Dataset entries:
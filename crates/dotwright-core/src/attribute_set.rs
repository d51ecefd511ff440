//! Ordered attribute collections and their entity-scoped setter catalogs.
//!
//! [`AttributeSet`] is the untyped base: attributes in insertion order, no
//! de-duplication. The scoped sets ([`GraphAttributeSet`],
//! [`ClusterAttributeSet`], [`SubgraphAttributeSet`], [`NodeAttributeSet`],
//! [`EdgeAttributeSet`]) dereference to it and add the setters Graphviz accepts
//! for their entity kind. Setters normalize their input (clamping bounded
//! numbers, sanitizing free text) and then append one attribute. Setting the
//! same attribute twice appends twice; downstream renderers apply the last one.

use std::fmt::{self, Display};

use log::trace;

use crate::{
    attribute::{Attribute, AttributeType, AttributeValue, EnumValue, Scalar},
    geometry::Point,
    sanitize::sanitize,
};

macro_rules! scoped_attribute_set {
    ($(#[$meta:meta])* $name:ident) => {
        $(#[$meta])*
        #[derive(Debug, Clone, Default, PartialEq)]
        pub struct $name(crate::attribute_set::AttributeSet);

        impl $name {
            pub fn new() -> Self {
                Self::default()
            }
        }

        impl std::ops::Deref for $name {
            type Target = crate::attribute_set::AttributeSet;

            fn deref(&self) -> &Self::Target {
                &self.0
            }
        }

        impl std::ops::DerefMut for $name {
            fn deref_mut(&mut self) -> &mut Self::Target {
                &mut self.0
            }
        }

        impl std::fmt::Display for $name {
            fn fmt(&self, f: &mut std::fmt::Formatter<'_>) -> std::fmt::Result {
                std::fmt::Display::fmt(&self.0, f)
            }
        }
    };
}

mod cluster;
mod edge;
mod graph;
mod node;
mod subgraph;

pub use cluster::ClusterAttributeSet;
pub use edge::EdgeAttributeSet;
pub use graph::GraphAttributeSet;
pub use node::NodeAttributeSet;
pub use subgraph::SubgraphAttributeSet;

/// Maximum number of layout or rendering dimensions.
pub const MAX_DIMENSIONS: u32 = 10;

/// Highest `label_scheme` level.
pub const MAX_LABEL_SCHEME: u32 = 3;

/// Highest `showboxes` debug level.
pub const MAX_SHOW_BOXES: u32 = 2;

/// Smallest font size, in points.
pub const MIN_FONT_SIZE: f64 = 1.0;

/// Smallest number of polygon sides.
pub const MIN_SIDES: u32 = 3;

/// Lower bound of `skew` and `distortion`.
pub const MIN_DISTORTION: f64 = -100.0;

/// Smallest node width, in inches.
pub const MIN_WIDTH: f64 = 0.01;

/// Smallest node height, in inches.
pub const MIN_HEIGHT: f64 = 0.02;

/// An ordered list of attributes.
///
/// Rendering writes every renderable attribute in insertion order, separated
/// by `", "`, and nothing else. Wrapping the result in `[...]` is up to the
/// caller, who should skip it when [`AttributeSet::is_empty`] holds.
///
/// # Examples
///
/// ```
/// use dotwright_core::attribute_set::AttributeSet;
///
/// let mut set = AttributeSet::new();
/// assert!(set.is_empty());
///
/// set.add_custom_attribute("class", "hot").add_custom_attribute("data", "1");
/// assert_eq!(set.to_string(), r#"class="hot", data="1""#);
/// ```
#[derive(Debug, Clone, Default, PartialEq)]
pub struct AttributeSet {
    attributes: Vec<Attribute>,
}

impl AttributeSet {
    pub fn new() -> Self {
        Self::default()
    }

    /// Appends a custom attribute.
    ///
    /// Both strings are written verbatim. Free text must be passed through
    /// [`sanitize`] by the caller first.
    pub fn add_custom_attribute(
        &mut self,
        name: impl Into<String>,
        value: impl Into<String>,
    ) -> &mut Self {
        self.push(Attribute::custom(name, value));
        self
    }

    /// Returns the number of stored attributes, including ones that render
    /// as nothing.
    pub fn len(&self) -> usize {
        self.attributes.len()
    }

    /// Returns `true` when rendering the set produces no output.
    pub fn is_empty(&self) -> bool {
        !self.attributes.iter().any(Attribute::is_renderable)
    }

    pub fn iter(&self) -> impl Iterator<Item = &Attribute> {
        self.attributes.iter()
    }

    pub fn iter_mut(&mut self) -> impl Iterator<Item = &mut Attribute> {
        self.attributes.iter_mut()
    }

    /// Returns the most recently added attribute of the given type.
    pub fn find(&self, kind: AttributeType) -> Option<&Attribute> {
        self.attributes
            .iter()
            .rev()
            .find(|attribute| attribute.kind() == Some(kind))
    }

    /// Mutable counterpart of [`AttributeSet::find`], for editing list values
    /// in place.
    pub fn find_mut(&mut self, kind: AttributeType) -> Option<&mut Attribute> {
        self.attributes
            .iter_mut()
            .rev()
            .find(|attribute| attribute.kind() == Some(kind))
    }

    /// Removes every attribute.
    pub fn clear(&mut self) {
        self.attributes.clear();
    }

    fn push(&mut self, attribute: Attribute) {
        trace!(attribute = attribute.name(); "Adding attribute");
        self.attributes.push(attribute);
    }

    // =========================================================================
    // Construction helpers used by the scoped setters
    // =========================================================================

    pub(crate) fn add_bool(&mut self, kind: AttributeType, value: bool) {
        self.push(Attribute::new(kind, value));
    }

    pub(crate) fn add_simple(&mut self, kind: AttributeType, value: impl Into<Scalar>) {
        self.push(Attribute::new(kind, AttributeValue::Scalar(value.into())));
    }

    /// Sanitizes `value` and appends it as a text scalar.
    pub(crate) fn add_text(&mut self, kind: AttributeType, value: &str) {
        self.push(Attribute::new(kind, Scalar::Text(sanitize(value))));
    }

    pub(crate) fn add_simple_list<T: Into<Scalar>>(
        &mut self,
        kind: AttributeType,
        values: impl IntoIterator<Item = T>,
    ) {
        let values: Vec<Scalar> = values.into_iter().map(Into::into).collect();
        self.push(Attribute::new(kind, AttributeValue::ScalarList(values)));
    }

    pub(crate) fn add_enum(&mut self, kind: AttributeType, value: impl Into<EnumValue>) {
        self.push(Attribute::new(kind, AttributeValue::Enum(value.into())));
    }

    pub(crate) fn add_enum_list<T: Into<EnumValue>>(
        &mut self,
        kind: AttributeType,
        values: impl IntoIterator<Item = T>,
    ) {
        let values: Vec<EnumValue> = values.into_iter().map(Into::into).collect();
        self.push(Attribute::new(kind, AttributeValue::EnumList(values)));
    }

    pub(crate) fn add_style_list<T: Into<EnumValue>>(
        &mut self,
        kind: AttributeType,
        values: impl IntoIterator<Item = T>,
    ) {
        let values: Vec<EnumValue> = values.into_iter().map(Into::into).collect();
        self.push(Attribute::new(kind, AttributeValue::StyleList(values)));
    }

    pub(crate) fn add_point(&mut self, kind: AttributeType, point: Point) {
        self.push(Attribute::new(kind, point));
    }

    pub(crate) fn add_add_double(&mut self, kind: AttributeType, value: f64) {
        self.push(Attribute::new(kind, AttributeValue::AddScalar(value)));
    }

    pub(crate) fn add_add_point(&mut self, kind: AttributeType, point: Point) {
        self.push(Attribute::new(kind, AttributeValue::AddPoint(point)));
    }

    pub(crate) fn add_point_list(
        &mut self,
        kind: AttributeType,
        points: impl IntoIterator<Item = Point>,
    ) {
        let points: Vec<Point> = points.into_iter().collect();
        self.push(Attribute::new(kind, AttributeValue::PointList(points)));
    }
}

impl<'a> IntoIterator for &'a AttributeSet {
    type Item = &'a Attribute;
    type IntoIter = std::slice::Iter<'a, Attribute>;

    fn into_iter(self) -> Self::IntoIter {
        self.attributes.iter()
    }
}

impl Display for AttributeSet {
    fn fmt(&self, f: &mut fmt::Formatter<'_>) -> fmt::Result {
        let mut renderable = self.attributes.iter().filter(|a| a.is_renderable());
        if let Some(first) = renderable.next() {
            write!(f, "{first}")?;
        }
        for attribute in renderable {
            write!(f, ", {attribute}")?;
        }
        Ok(())
    }
}

#[cfg(test)]
mod tests {
    use super::*;
    use crate::{color::Color, kinds::NodeShape};

    #[test]
    fn test_empty_set_renders_nothing() {
        let set = AttributeSet::new();

        assert!(set.is_empty());
        assert_eq!(set.len(), 0);
        assert_eq!(set.to_string(), "");
    }

    #[test]
    fn test_insertion_order_and_separator() {
        let mut set = AttributeSet::new();
        set.add_bool(AttributeType::Center, true);
        set.add_simple(AttributeType::FontSize, 12.0);
        set.add_enum(AttributeType::Shape, NodeShape::Box);

        assert_eq!(
            set.to_string(),
            r#"center=true, fontsize="12", shape="box""#
        );
    }

    #[test]
    fn test_default_enums_are_skipped_without_dangling_separator() {
        let mut set = AttributeSet::new();
        set.add_enum(AttributeType::FillColor, Color::Default);
        set.add_bool(AttributeType::Center, true);
        set.add_enum(AttributeType::Color, Color::Default);

        assert_eq!(set.len(), 3);
        assert!(!set.is_empty());
        assert_eq!(set.to_string(), "center=true");
    }

    #[test]
    fn test_only_defaults_is_empty() {
        let mut set = AttributeSet::new();
        set.add_enum(AttributeType::FillColor, Color::Default);

        assert_eq!(set.len(), 1);
        assert!(set.is_empty());
        assert_eq!(set.to_string(), "");
    }

    #[test]
    fn test_no_deduplication() {
        let mut set = AttributeSet::new();
        set.add_simple(AttributeType::FontSize, 10.0);
        set.add_simple(AttributeType::FontSize, 14.0);

        assert_eq!(set.len(), 2);
        assert_eq!(set.to_string(), r#"fontsize="10", fontsize="14""#);
        assert_eq!(
            set.find(AttributeType::FontSize).map(Attribute::to_string),
            Some(r#"fontsize="14""#.to_string())
        );
    }

    #[test]
    fn test_add_text_sanitizes() {
        let mut set = AttributeSet::new();
        set.add_text(AttributeType::Comment, "say \"hi\"\nbye");

        assert_eq!(set.to_string(), r#"comment="say \"hi\"\nbye""#);
    }

    #[test]
    fn test_find_mut_edits_list_in_place() {
        let mut set = AttributeSet::new();
        set.add_simple_list(AttributeType::RankSep, [1.0, 2.0]);

        let ranksep = set.find_mut(AttributeType::RankSep).unwrap();
        assert!(ranksep.add_value(3.0));

        assert_eq!(set.to_string(), r#"ranksep="1:2:3""#);
    }

    #[test]
    fn test_point_helpers() {
        let mut set = AttributeSet::new();
        set.add_point(AttributeType::Lp, Point::new(1.0, 2.0));
        set.add_add_double(AttributeType::Sep, 3.0);
        set.add_add_point(AttributeType::Esep, Point::new(4.0, 5.0));
        set.add_point_list(AttributeType::Vertices, [Point::new(0.0, 0.0), Point::new(1.0, 1.0)]);

        assert_eq!(
            set.to_string(),
            r#"lp="1,2", sep="+3", esep="+4,5", vertices="0,0 1,1""#
        );
    }

    #[test]
    fn test_clear() {
        let mut set = AttributeSet::new();
        set.add_custom_attribute("a", "b");
        set.clear();

        assert_eq!(set.len(), 0);
        assert_eq!(set.iter().count(), 0);
    }
}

WORK ITEM →
Look through the entries above and list every line containing "entity".

TASK RESULT →
//! Ordered attribute collections and their entity-scoped setter catalogs.
//! for their entity kind. Setters normalize their input (clamping bounded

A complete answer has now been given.